Por questões de traumas e saúde mental, resolvi me abdicar esta semana de colocar aqui o número de vidas que já perdemos desde março de 2020 para a Covid-19. Também não coloco o número de vítimas que, diariamente, padecem na miséria e fome. Esta semana, você não vai encontrar na minha coluna o número de pessoas que nunca tiveram chance de ter acesso ao estudo. São todos números importantes. São todos números fatais. Afinal de contas, o que parece ser importante esta semana é aprender ciências na CPI da Covid e que o Basil vai sediar a Copa América. É isso mesmo?
Como disse recentemente meu amigo Victor, “o Brasil não merecia isso, não merecia.” Concordo com você, Victor. O Brasil, realmente, não merecia isso. Enquanto isso, aqui estou eu, resistindo mais um domingo falando sobre o que
alguns poucos de nós brasileiros ainda estão fazendo com gosto: arte. Esta semana, assisti à peça “Luiz Gama – Uma voz pela liberdade”, que está em cartaz no Teatro PetraGold, com apresentações presenciais e online.
Há algumas poucas semanas, assisti e escrevi aqui na coluna, a história de sua mãe, Luiza Mahin, e esta semana tive a oportunidade de saber um pouco mais sobre quem foi Luiz Gama. Não é uma história nova, mas é uma história real e necessária.

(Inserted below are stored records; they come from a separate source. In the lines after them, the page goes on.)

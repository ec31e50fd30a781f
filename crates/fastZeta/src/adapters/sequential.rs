//! Sequential adapter for the reference sign-change count.
//!
//! ## Purpose
//!
//! This module runs the whole grid on the calling thread. Its count compares
//! every adjacent pair of samples and is the baseline for parallel runs.
//!
//! ## Invariants
//!
//! * The count does not depend on any thread or pool configuration.

// Internal dependencies
use crate::adapters::{run_scan, ScanSettings};
use crate::api::ZetaBuilder;
use crate::engine::executor::scan_sequential;
use crate::evaluation::sampling::RunResult;
use crate::primitives::errors::ZetaResult;

/// Builder for the sequential scan.
#[derive(Debug, Clone, PartialEq)]
pub struct SequentialScanBuilder {
    /// Shared configuration.
    pub base: ZetaBuilder,
}

impl SequentialScanBuilder {
    /// Validate the configuration.
    pub fn build(self) -> ZetaResult<SequentialScan> {
        Ok(SequentialScan {
            settings: self.base.settings()?,
        })
    }
}

/// Validated sequential scan.
#[derive(Debug, Clone, Copy, PartialEq)]
pub struct SequentialScan {
    settings: ScanSettings,
}

impl SequentialScan {
    /// Validated settings of this scan.
    pub fn settings(&self) -> &ScanSettings {
        &self.settings
    }

    /// Count sign changes over the grid.
    pub fn run(&self) -> ZetaResult<RunResult> {
        run_scan(&self.settings, 1, scan_sequential)
    }
}
//! Cross-checks of Z(t) against published zeros and a direct zeta sum.
//!
//! ## Purpose
//!
//! This module provides the tooling used to trust a scan: a table of
//! published zero ordinates, a sign-crossing check around each of them, and
//! an independent evaluation of ζ(½ + it) whose modulus must match |Z(t)|.
//!
//! ## Design notes
//!
//! * **Direct sum**: ζ is obtained from the alternating Dirichlet eta series,
//!   accelerated with binomial tail weights, and divided by `1 − 2^(1−s)`.
//! * **Moderate t only**: the acceleration loses accuracy roughly like
//!   `e^(πt/2) / 2^terms`, so the direct sum is only offered up to
//!   [`DIRECT_SUM_MAX_T`].
//!
//! ## Non-goals
//!
//! * This module does not read zero lists from files.
//! * This module does not evaluate zeta off the critical line.

use num_complex::Complex64;
use std::f64::consts::LN_2;

use crate::evaluation::evaluator::RiemannSiegel;
use crate::primitives::errors::{ZetaError, ZetaResult};
use crate::primitives::sign::sign_changed;

/// Largest ordinate for which the direct zeta sum is reported.
pub const DIRECT_SUM_MAX_T: f64 = 200.0;

/// Default number of accelerated tail terms for the direct sum.
pub const DIRECT_SUM_TERMS: usize = 500;

/// Largest accepted term count; the binomial weights overflow past ~1020.
pub const DIRECT_SUM_MAX_TERMS: usize = 1000;

/// Published ordinates of nontrivial zeros (LMFDB), rounded to double.
pub const KNOWN_ZEROS: [f64; 9] = [
    14.134725141734693790,
    21.022039638771554993,
    25.010857580145688763,
    101.31785100573139123,
    178.37740777609997729,
    179.91648402025699614,
    182.20707848436646192,
    1001.3494826377827371,
    10000.065345414535315,
];

// ============================================================================
// Direct Zeta Sum
// ============================================================================

/// ζ(½ + it) from the accelerated alternating series with `terms` tail terms.
pub fn zeta_critical_line(t: f64, terms: usize) -> ZetaResult<Complex64> {
    if terms == 0 || terms > DIRECT_SUM_MAX_TERMS {
        return Err(ZetaError::invalid_input(format!(
            "direct sum needs between 1 and {DIRECT_SUM_MAX_TERMS} terms, got {terms}"
        )));
    }

    // k^(−s) = k^(−1/2) · e^(−i t ln k)
    let power = |k: usize| {
        let k = k as f64;
        Complex64::from_polar(1.0 / k.sqrt(), -t * k.ln())
    };
    let alternate = |k: usize, z: Complex64| if k % 2 == 1 { z } else { -z };

    let head: Complex64 = (1..=terms).map(|k| alternate(k, power(k))).sum();

    // tail_weights[m] = Σ_{j=m+1..n} C(n, j)
    let mut binomials = Vec::with_capacity(terms);
    let mut coef = 1.0_f64;
    for j in 1..=terms {
        coef *= (terms + 1 - j) as f64;
        coef /= j as f64;
        binomials.push(coef);
    }
    let mut remaining: f64 = binomials.iter().sum();
    let mut tail = Complex64::new(0.0, 0.0);
    for (m, &b) in binomials.iter().enumerate() {
        let k = terms + 1 + m;
        tail += alternate(k, power(k)) * remaining;
        remaining -= b;
    }

    let eta = head + tail / 2.0_f64.powi(terms as i32);
    let factor = Complex64::new(1.0, 0.0) - Complex64::from_polar(2.0_f64.sqrt(), -t * LN_2);

    Ok(eta / factor)
}

// ============================================================================
// Zero Checks
// ============================================================================

/// Whether Z changes sign between `t − eps` and `t + eps`.
pub fn crosses_zero(evaluator: &RiemannSiegel<'_>, t: f64, eps: f64) -> ZetaResult<bool> {
    let before = evaluator.evaluate(t - eps)?;
    let after = evaluator.evaluate(t + eps)?;
    Ok(sign_changed(before, after))
}

/// One row of a known-zero report.
#[derive(Debug, Clone, Copy, PartialEq)]
pub struct ZeroCheck {
    /// Published ordinate.
    pub t: f64,
    /// Z at the published ordinate; ideally zero.
    pub z: f64,
    /// |ζ(½ + it)| from the direct sum, when `t` is small enough.
    pub zeta_modulus: Option<f64>,
}

/// Evaluate Z and the direct sum at each ordinate in `zeros`.
pub fn validate_zeros(
    evaluator: &RiemannSiegel<'_>,
    zeros: &[f64],
    terms: usize,
) -> ZetaResult<Vec<ZeroCheck>> {
    zeros
        .iter()
        .map(|&t| {
            let z = evaluator.evaluate(t)?;
            let zeta_modulus = if t <= DIRECT_SUM_MAX_T {
                Some(zeta_critical_line(t, terms)?.norm())
            } else {
                None
            };
            Ok(ZeroCheck { t, z, zeta_modulus })
        })
        .collect()
}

Ricardo Torres assina não só a direção como a cenografia e o figurino. Duas cadeiras, uma pequena mesa, um tapete, indumentária escura, uma direção clara, que dá valor ao tom narrativo da dramaturgia. Uma boa direção é fácil de destacar, principalmente, quando ela não entra na frente do que esta sendo contado. E Ricardo Torres faz um bom trabalho deixando essa história aparecer.
É bonito de escutar a poesia que nos remete à obra do Luiz Gama nessa peça. Deo Garcez vive Luiz Gama, esse ex-escravo, poeta, jornalista, primeira voz negra da literatura brasileira, abolicionista, o maior advogado de pessoas escravizadas do Brasil. É de Deo Garcez também a linda dramaturgia poética, reflexiva, instrutiva e verdadeira. Não podemos esquecer que é de Luiz Gama “o único relato direto de um escravo sobre sua própria condição”.
Soraia Arnoni se entrega a tantos personagens no palco, de maneira tão talentosa e tocante, que é uma delícia vê-la em cena nos guiando através dessa saga. Pontuada ainda por pequenas melodias de piano que compõem a atmosfera
da peça, “Luiz Gama – Uma voz pela liberdade” é uma bela dramatização de uma importante figura histórica do Brasil.
“A liberdade e a igualdade não são privilégios e, sim, direitos de qualquer pessoa.” Essa maravilhosa frase se encontra no final da peça, e muito, propositalmente, ainda é repetida, creio que para ajudar-nos a lembrar da situação pandêmica que nos encontramos e de tantas desigualdades que vemos todos os dias nos noticiários.
Um aceno de mão efusivo e até a próxima semana.